===== Dataset records =====

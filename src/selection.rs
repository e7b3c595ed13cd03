//! Selection traversal over a content model.
//!
//! [`iterate_selections`] walks the tree depth first and reports every
//! selected leaf unit in document order together with its ancestor chain.
//! Everything that needs to know "what is selected" is built on top of it.

use crate::model::{
    Block, BlockAddress, BlockGroup, BlockGroupKind, GroupPath, PathStep, Segment, SegmentKind,
    SegmentLocation,
};

pub mod collect;
pub mod navigate;
pub mod set_selection;

pub use collect::{
    OperationalBlock, get_closest_ancestor_block_group_index, get_first_selected_list_item,
    get_first_selected_table, get_operational_blocks, get_selected_paragraphs,
    get_selected_segments,
};
pub use navigate::{CaretMove, move_caret};
pub use set_selection::{
    DomPosition, DomSelection, clear_selection, dom_selection_of, select_image, select_range,
    select_table_cells, set_caret,
};

/// When to surface a list item's format holder as a selected segment.
#[derive(Clone, Copy, Debug, Default, PartialEq, Eq)]
pub enum ListFormatHolderPolicy {
    Never,
    /// Only when every segment directly inside the list item is selected.
    #[default]
    AllSegments,
    /// As soon as any segment directly inside the list item is selected.
    AnySegment,
}

/// How content under a selected table or table cell is reported.
#[derive(Clone, Copy, Debug, Default, PartialEq, Eq)]
pub enum TableCellContentPolicy {
    /// Report selected cells and keep descending into their content.
    #[default]
    Include,
    /// A wholly selected table is reported once, as a block.
    IgnoreForTable,
    /// Like [`TableCellContentPolicy::IgnoreForTable`], and selected cells
    /// are reported without their content.
    IgnoreForTableOrCell,
}

/// How content under a selected general element is reported.
#[derive(Clone, Copy, Debug, Default, PartialEq, Eq)]
pub enum GeneralElementContentPolicy {
    #[default]
    ContentOnly,
    GeneralElementOnly,
    Both,
}

#[derive(Clone, Copy, Debug, Default, PartialEq, Eq)]
pub struct IterateSelectionsOptions {
    pub include_list_format_holder: ListFormatHolderPolicy,
    pub content_under_selected_table_cell: TableCellContentPolicy,
    pub content_under_selected_general_element: GeneralElementContentPolicy,
}

impl IterateSelectionsOptions {
    pub fn with_list_format_holder(mut self, policy: ListFormatHolderPolicy) -> Self {
        self.include_list_format_holder = policy;
        self
    }

    pub fn with_table_cell_content(mut self, policy: TableCellContentPolicy) -> Self {
        self.content_under_selected_table_cell = policy;
        self
    }

    pub fn with_general_element_content(mut self, policy: GeneralElementContentPolicy) -> Self {
        self.content_under_selected_general_element = policy;
        self
    }
}

/// Where a selection unit sits relative to the innermost table around it.
#[derive(Clone, Debug, PartialEq, Eq)]
pub struct TableSelectionContext {
    pub table: BlockAddress,
    pub row_index: usize,
    pub col_index: usize,
    pub is_whole_table_selected: bool,
}

impl TableSelectionContext {
    pub fn cell_path(&self) -> GroupPath {
        self.table.cell_path(self.row_index, self.col_index)
    }
}

#[derive(Clone, Copy, Debug)]
pub struct SelectedBlock<'a> {
    pub index: usize,
    pub block: &'a Block,
}

#[derive(Clone, Debug)]
pub struct SelectedSegment<'a> {
    pub location: SegmentLocation,
    pub segment: &'a Segment,
}

/// One selected unit.
#[derive(Clone, Debug)]
pub struct SelectionInfo<'a> {
    /// Ancestor chain, innermost group first, the document last.
    pub path: Vec<&'a BlockGroup>,
    /// Index path of `path[0]`.
    pub location: GroupPath,
    pub table_context: Option<TableSelectionContext>,
    pub block: Option<SelectedBlock<'a>>,
    pub segments: Option<Vec<SelectedSegment<'a>>>,
}

impl<'a> SelectionInfo<'a> {
    pub fn block_address(&self) -> Option<BlockAddress> {
        self.block
            .map(|block| BlockAddress::new(self.location.clone(), block.index))
    }

    /// True when the only selected unit is a marker at the start (`at_end`
    /// false) or the end of its paragraph.
    pub(crate) fn is_only_marker_at(&self, at_end: bool) -> bool {
        let Some(Block::Paragraph(paragraph)) = self.block.map(|block| block.block) else {
            return false;
        };
        let Some([selected]) = self.segments.as_deref() else {
            return false;
        };
        if !selected.segment.is_marker() {
            return false;
        }
        let boundary = if at_end {
            paragraph.segments.len().checked_sub(1)
        } else {
            Some(0)
        };
        selected.location.index().is_some() && selected.location.index() == boundary
    }
}

/// Walks the selected units of `root` in document order. The callback
/// returns `true` to stop the traversal.
pub fn iterate_selections<'a, F>(root: &'a BlockGroup, options: &IterateSelectionsOptions, mut callback: F)
where
    F: FnMut(SelectionInfo<'a>) -> bool,
{
    let mut path = vec![root];
    let mut location = GroupPath::root();
    walk_group(&mut path, &mut location, None, false, options, &mut callback);
}

/// Collects every selected unit of `root`.
pub fn collect_selections<'a>(root: &'a BlockGroup, options: &IterateSelectionsOptions) -> Vec<SelectionInfo<'a>> {
    let mut result = Vec::new();
    iterate_selections(root, options, |info| {
        result.push(info);
        false
    });
    result
}

fn emit<'a, F>(
    path: &[&'a BlockGroup],
    location: &GroupPath,
    table: Option<&TableSelectionContext>,
    block: Option<SelectedBlock<'a>>,
    segments: Option<Vec<SelectedSegment<'a>>>,
    callback: &mut F,
) -> bool
where
    F: FnMut(SelectionInfo<'a>) -> bool,
{
    callback(SelectionInfo {
        path: path.iter().rev().copied().collect(),
        location: location.clone(),
        table_context: table.cloned(),
        block,
        segments,
    })
}

/// `path` holds the ancestors root first; its last entry is the group being
/// walked and `location` is that group's index path.
fn walk_group<'a, F>(
    path: &mut Vec<&'a BlockGroup>,
    location: &mut GroupPath,
    table: Option<&TableSelectionContext>,
    treat_all_as_selected: bool,
    options: &IterateSelectionsOptions,
    callback: &mut F,
) -> bool
where
    F: FnMut(SelectionInfo<'a>) -> bool,
{
    let Some(&group) = path.last() else {
        return false;
    };
    let mut has_selected_segment = false;
    let mut has_unselected_segment = false;

    for (index, block) in group.blocks.iter().enumerate() {
        match block {
            Block::BlockGroup(inner) => {
                let selected = treat_all_as_selected || inner.is_selected();
                let policy = options.content_under_selected_general_element;
                let is_general = matches!(inner.kind, BlockGroupKind::General(_));

                if is_general
                    && selected
                    && policy != GeneralElementContentPolicy::ContentOnly
                    && emit(path, location, table, Some(SelectedBlock { index, block }), None, callback)
                {
                    return true;
                }
                if is_general && selected && policy == GeneralElementContentPolicy::GeneralElementOnly {
                    continue;
                }

                path.push(inner);
                location.push(PathStep::Group(index));
                let stop = walk_group(path, location, table, selected, options, callback);
                location.pop();
                path.pop();
                if stop {
                    return true;
                }
            }
            Block::Table(table_block) => {
                let table_address = BlockAddress::new(location.clone(), index);
                let is_whole_table_selected = !table_block.rows.is_empty()
                    && table_block
                        .rows
                        .iter()
                        .all(|row| row.cells.iter().all(BlockGroup::is_selected));
                let policy = options.content_under_selected_table_cell;

                if is_whole_table_selected && policy != TableCellContentPolicy::Include {
                    if emit(path, location, table, Some(SelectedBlock { index, block }), None, callback) {
                        return true;
                    }
                    continue;
                }

                for (row_index, row) in table_block.rows.iter().enumerate() {
                    for (col_index, cell) in row.cells.iter().enumerate() {
                        let cell_context = TableSelectionContext {
                            table: table_address.clone(),
                            row_index,
                            col_index,
                            is_whole_table_selected,
                        };
                        path.push(cell);
                        location.push(PathStep::Cell {
                            block: index,
                            row: row_index,
                            col: col_index,
                        });

                        let mut stop = cell.is_selected()
                            && emit(path, location, Some(&cell_context), None, None, callback);
                        if !stop
                            && (!cell.is_selected() || policy != TableCellContentPolicy::IgnoreForTableOrCell)
                        {
                            let selected = treat_all_as_selected || cell.is_selected();
                            stop = walk_group(path, location, Some(&cell_context), selected, options, callback);
                        }

                        location.pop();
                        path.pop();
                        if stop {
                            return true;
                        }
                    }
                }
            }
            Block::Paragraph(paragraph) => {
                let mut selected: Vec<SelectedSegment<'a>> = Vec::new();
                for (segment_index, segment) in paragraph.segments.iter().enumerate() {
                    let is_selected = treat_all_as_selected || segment.is_selected;
                    let selected_segment = || SelectedSegment {
                        location: SegmentLocation::InParagraph {
                            paragraph: BlockAddress::new(location.clone(), index),
                            index: segment_index,
                        },
                        segment,
                    };

                    let SegmentKind::General(inner) = &segment.kind else {
                        if is_selected {
                            selected.push(selected_segment());
                        }
                        continue;
                    };

                    let policy = options.content_under_selected_general_element;
                    if is_selected && policy != GeneralElementContentPolicy::ContentOnly {
                        selected.push(selected_segment());
                    }
                    if !is_selected || policy != GeneralElementContentPolicy::GeneralElementOnly {
                        path.push(inner);
                        location.push(PathStep::GeneralSegment {
                            block: index,
                            segment: segment_index,
                        });
                        let stop = walk_group(path, location, table, is_selected, options, callback);
                        location.pop();
                        path.pop();
                        if stop {
                            return true;
                        }
                    }
                }

                if selected.is_empty() {
                    has_unselected_segment = has_unselected_segment || !paragraph.segments.is_empty();
                } else {
                    has_selected_segment = true;
                    if selected.len() < paragraph.segments.len() {
                        has_unselected_segment = true;
                    }
                    if emit(path, location, table, Some(SelectedBlock { index, block }), Some(selected), callback) {
                        return true;
                    }
                }
            }
            Block::Divider(_) | Block::Entity(_) => {
                if (treat_all_as_selected || block.is_selected())
                    && emit(path, location, table, Some(SelectedBlock { index, block }), None, callback)
                {
                    return true;
                }
            }
        }
    }

    if let BlockGroupKind::ListItem(list_item) = &group.kind {
        let surfaced = match options.include_list_format_holder {
            ListFormatHolderPolicy::Never => false,
            ListFormatHolderPolicy::AllSegments => has_selected_segment && !has_unselected_segment,
            ListFormatHolderPolicy::AnySegment => has_selected_segment,
        };
        if surfaced {
            let holder = SelectedSegment {
                location: SegmentLocation::FormatHolder {
                    list_item: location.clone(),
                },
                segment: &list_item.format_holder,
            };
            if emit(path, location, table, None, Some(vec![holder]), callback) {
                return true;
            }
        }
    }

    false
}

#[cfg(test)]
#[path = "selection/selection_tests.rs"]
mod selection_tests;
//! Placing and reading the selection.
//!
//! The model stands in for the live document, so a "DOM" position is a
//! paragraph address plus a caret offset counted with
//! [`Segment::char_len`](crate::model::Segment::char_len).

use crate::model::{Block, BlockAddress, BlockGroup, Paragraph, Segment, SegmentFormat, SegmentKind, SegmentLocation};

use super::{IterateSelectionsOptions, ListFormatHolderPolicy, collect_selections};

#[derive(Clone, Debug, Default, PartialEq, Eq, Hash)]
pub struct DomPosition {
    pub paragraph: BlockAddress,
    pub offset: usize,
}

impl DomPosition {
    pub fn new(paragraph: BlockAddress, offset: usize) -> Self {
        Self { paragraph, offset }
    }
}

#[derive(Clone, Debug, PartialEq, Eq)]
pub enum DomSelection {
    Range { start: DomPosition, end: DomPosition },
    Image { image: SegmentLocation },
    Table {
        table: BlockAddress,
        first_row: usize,
        first_column: usize,
        last_row: usize,
        last_column: usize,
    },
}

impl DomSelection {
    pub fn collapsed(position: DomPosition) -> Self {
        DomSelection::Range {
            start: position.clone(),
            end: position,
        }
    }

    pub fn is_collapsed(&self) -> bool {
        matches!(self, DomSelection::Range { start, end } if start == end)
    }

    /// Caret position of a collapsed range.
    pub fn caret(&self) -> Option<&DomPosition> {
        match self {
            DomSelection::Range { start, end } if start == end => Some(start),
            _ => None,
        }
    }
}

/// Removes every selection marker and clears every selection flag.
pub fn clear_selection(group: &mut BlockGroup) {
    group.set_selected(false);
    for block in &mut group.blocks {
        match block {
            Block::Paragraph(paragraph) => {
                paragraph.segments.retain(|segment| !segment.is_marker());
                for segment in &mut paragraph.segments {
                    segment.is_selected = false;
                    match &mut segment.kind {
                        SegmentKind::Image(image) => image.is_selected_as_image_selection = false,
                        SegmentKind::General(inner) => clear_selection(inner),
                        _ => {}
                    }
                }
            }
            Block::Table(table) => {
                for row in &mut table.rows {
                    for cell in &mut row.cells {
                        clear_selection(cell);
                    }
                }
            }
            Block::BlockGroup(inner) => clear_selection(inner),
            Block::Divider(divider) => divider.is_selected = false,
            Block::Entity(entity) => entity.is_selected = false,
        }
    }
}

/// Places a collapsed caret at `position`. Returns `false` when the
/// position does not address a paragraph.
pub fn set_caret(root: &mut BlockGroup, position: &DomPosition) -> bool {
    if root.paragraph_at(&position.paragraph).is_none() {
        return false;
    }
    clear_selection(root);
    let Some(paragraph) = root.paragraph_at_mut(&position.paragraph) else {
        return false;
    };
    let index = split_at_offset(paragraph, position.offset);
    let format = caret_format(paragraph, index);
    paragraph.segments.insert(index, Segment::marker(format));
    true
}

/// Selects everything between `start` and `end`, in either order. Equal
/// positions place a caret.
pub fn select_range(root: &mut BlockGroup, start: &DomPosition, end: &DomPosition) -> bool {
    if start == end {
        return set_caret(root, start);
    }
    let addresses = root.paragraph_addresses();
    let order = |position: &DomPosition| {
        addresses
            .iter()
            .position(|address| *address == position.paragraph)
            .map(|index| (index, position.offset))
    };
    let (Some(a), Some(b)) = (order(start), order(end)) else {
        return false;
    };
    let (first, last) = if a <= b { (a, b) } else { (b, a) };

    clear_selection(root);
    for (index, address) in addresses.iter().enumerate().take(last.0 + 1).skip(first.0) {
        let Some(paragraph) = root.paragraph_at_mut(address) else {
            continue;
        };
        let from = if index == first.0 {
            split_at_offset(paragraph, first.1)
        } else {
            0
        };
        let to = if index == last.0 {
            split_at_offset(paragraph, last.1)
        } else {
            paragraph.segments.len()
        };
        for segment in paragraph.segments.iter_mut().take(to).skip(from) {
            segment.is_selected = true;
        }
    }
    true
}

/// Selects the rectangle of cells between the two corners.
pub fn select_table_cells(
    root: &mut BlockGroup,
    table: &BlockAddress,
    (row_a, col_a): (usize, usize),
    (row_b, col_b): (usize, usize),
) -> bool {
    if root.table_at(table).is_none() {
        return false;
    }
    clear_selection(root);
    let Some(table) = root.table_at_mut(table) else {
        return false;
    };
    let rows = row_a.min(row_b)..=row_a.max(row_b);
    let cols = col_a.min(col_b)..=col_a.max(col_b);
    for (row_index, row) in table.rows.iter_mut().enumerate() {
        for (col_index, cell) in row.cells.iter_mut().enumerate() {
            cell.set_selected(rows.contains(&row_index) && cols.contains(&col_index));
        }
    }
    true
}

/// Selects a single image as an object.
pub fn select_image(root: &mut BlockGroup, location: &SegmentLocation) -> bool {
    if root.segment_at(location).and_then(Segment::as_image).is_none() {
        return false;
    }
    clear_selection(root);
    let Some(segment) = root.segment_at_mut(location) else {
        return false;
    };
    segment.is_selected = true;
    if let SegmentKind::Image(image) = &mut segment.kind {
        image.is_selected_as_image_selection = true;
    }
    true
}

/// Derives the selection the host would see from the model's selection
/// state.
pub fn dom_selection_of(root: &BlockGroup) -> Option<DomSelection> {
    let selections = collect_selections(
        root,
        &IterateSelectionsOptions::default().with_list_format_holder(ListFormatHolderPolicy::Never),
    );

    if let Some(first_cell) = selections
        .iter()
        .find(|selection| selection.block.is_none() && selection.segments.is_none())
        .and_then(|selection| selection.table_context.clone())
    {
        let cells: Vec<(usize, usize)> = selections
            .iter()
            .filter(|selection| selection.block.is_none() && selection.segments.is_none())
            .filter_map(|selection| selection.table_context.as_ref())
            .filter(|context| context.table == first_cell.table)
            .map(|context| (context.row_index, context.col_index))
            .collect();
        return Some(DomSelection::Table {
            table: first_cell.table,
            first_row: cells.iter().map(|cell| cell.0).min().unwrap_or(0),
            first_column: cells.iter().map(|cell| cell.1).min().unwrap_or(0),
            last_row: cells.iter().map(|cell| cell.0).max().unwrap_or(0),
            last_column: cells.iter().map(|cell| cell.1).max().unwrap_or(0),
        });
    }

    let segments: Vec<_> = selections
        .iter()
        .filter_map(|selection| selection.segments.as_ref())
        .flatten()
        .collect();

    if let Some(marker) = segments.iter().find(|selected| selected.segment.is_marker()) {
        let SegmentLocation::InParagraph { paragraph, index } = &marker.location else {
            return None;
        };
        let offset = offset_before(root.paragraph_at(paragraph)?, *index);
        return Some(DomSelection::collapsed(DomPosition::new(paragraph.clone(), offset)));
    }

    if let [only] = segments.as_slice()
        && only.segment.as_image().is_some_and(|image| image.is_selected_as_image_selection)
    {
        return Some(DomSelection::Image {
            image: only.location.clone(),
        });
    }

    let (first, last) = (segments.first()?, segments.last()?);
    let (
        SegmentLocation::InParagraph {
            paragraph: start_paragraph,
            index: start_index,
        },
        SegmentLocation::InParagraph {
            paragraph: end_paragraph,
            index: end_index,
        },
    ) = (&first.location, &last.location)
    else {
        return None;
    };
    let start = offset_before(root.paragraph_at(start_paragraph)?, *start_index);
    let end = offset_before(root.paragraph_at(end_paragraph)?, *end_index + 1);
    Some(DomSelection::Range {
        start: DomPosition::new(start_paragraph.clone(), start),
        end: DomPosition::new(end_paragraph.clone(), end),
    })
}

/// Caret offset in front of segment `index`.
pub fn offset_before(paragraph: &Paragraph, index: usize) -> usize {
    paragraph.segments.iter().take(index).map(Segment::char_len).sum()
}

/// Splits the text segment containing `offset` if needed and returns the
/// segment index a unit inserted at `offset` would take.
pub(crate) fn split_at_offset(paragraph: &mut Paragraph, offset: usize) -> usize {
    let mut consumed = 0;
    for index in 0..paragraph.segments.len() {
        if offset <= consumed {
            return index;
        }
        let segment = &mut paragraph.segments[index];
        let len = segment.char_len();
        if offset < consumed + len {
            let SegmentKind::Text(text) = &mut segment.kind else {
                return index + 1;
            };
            let split = byte_index(text, offset - consumed);
            let tail = text.split_off(split);
            let mut right = segment.clone();
            right.kind = SegmentKind::Text(tail);
            paragraph.segments.insert(index + 1, right);
            return index + 1;
        }
        consumed += len;
    }
    paragraph.segments.len()
}

/// The format a caret at segment `index` picks up: the text before it, or
/// the text after it at the start of a paragraph.
fn caret_format(paragraph: &Paragraph, index: usize) -> SegmentFormat {
    let before = index
        .checked_sub(1)
        .and_then(|previous| paragraph.segments.get(previous))
        .filter(|segment| !segment.is_br());
    before
        .or_else(|| paragraph.segments.get(index))
        .map(|segment| segment.format.clone())
        .unwrap_or_default()
}

pub(crate) fn byte_index(text: &str, char_offset: usize) -> usize {
    text.char_indices()
        .nth(char_offset)
        .map(|(index, _)| index)
        .unwrap_or(text.len())
}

=====

Required action: Go through the entries above and report every line in which the word "enumerate" appears.

Result below:
    for (index, block) in group.blocks.iter().enumerate() {
                for (row_index, row) in table_block.rows.iter().enumerate() {
                    for (col_index, cell) in row.cells.iter().enumerate() {
                for (segment_index, segment) in paragraph.segments.iter().enumerate() {
    for (index, address) in addresses.iter().enumerate().take(last.0 + 1).skip(first.0) {
    for (row_index, row) in table.rows.iter_mut().enumerate() {
        for (col_index, cell) in row.cells.iter_mut().enumerate() {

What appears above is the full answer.